Underground pipelines that transport oil and gas are very important engineering communications worldwide. Some of these underground communications are built and operated in earthquake-prone areas.

Seismic safety or seismic stability of underground pipelines began to be intensively studied since the 1950s.

Since then, a number of methodologies were proposed for calculating stress received by an underground pipeline during an earthquake. The purpose of these methodologies was to make an accurate prediction on the structural stress received by a pipeline during an earthquake, and thus it would allow to decide how resilient the pipeline must be made in the first place.
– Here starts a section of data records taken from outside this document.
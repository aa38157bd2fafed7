//! JSON HTTP API.
//!
//! Route handlers validate path ids and request bodies, call into
//! [`crate::db::Database`], and map results to status codes. Every error
//! response has the shape `{"error": "..."}`.

mod boards;
mod columns;
mod extract;
mod server;
mod subtasks;
mod tasks;

pub use extract::DeleteResponse;
pub use server::{ApiServer, build_router, serve, shutdown_signal};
It is important to find a right balance between pipeline cost and its structural resilience.

Turns out, we were wrong.

New research has been conducted by scientists from Institute of Mechanics and Seismic Stability of Structures Academy of Sciences of the Republic of Uzbekistan and Peter the Great St.Petersburg Polytechnic University (SPbPU) of Russia. The research shows that current methods used for calculating stress received by the underground pipelines during an earthquake are incorrect.

“The existing methods do not consider seismic pressure, i.e., the stress normal to the pipeline’s outer surface arising from the propagation of a seismic wave in the soil. This leads to an incorrect determination of the pipeline’s stress; the longitudinal stress calculations lead to errors of 100% or more,” said Nikolai Vatin, professor of Institute of Civil Engineering SPbPU.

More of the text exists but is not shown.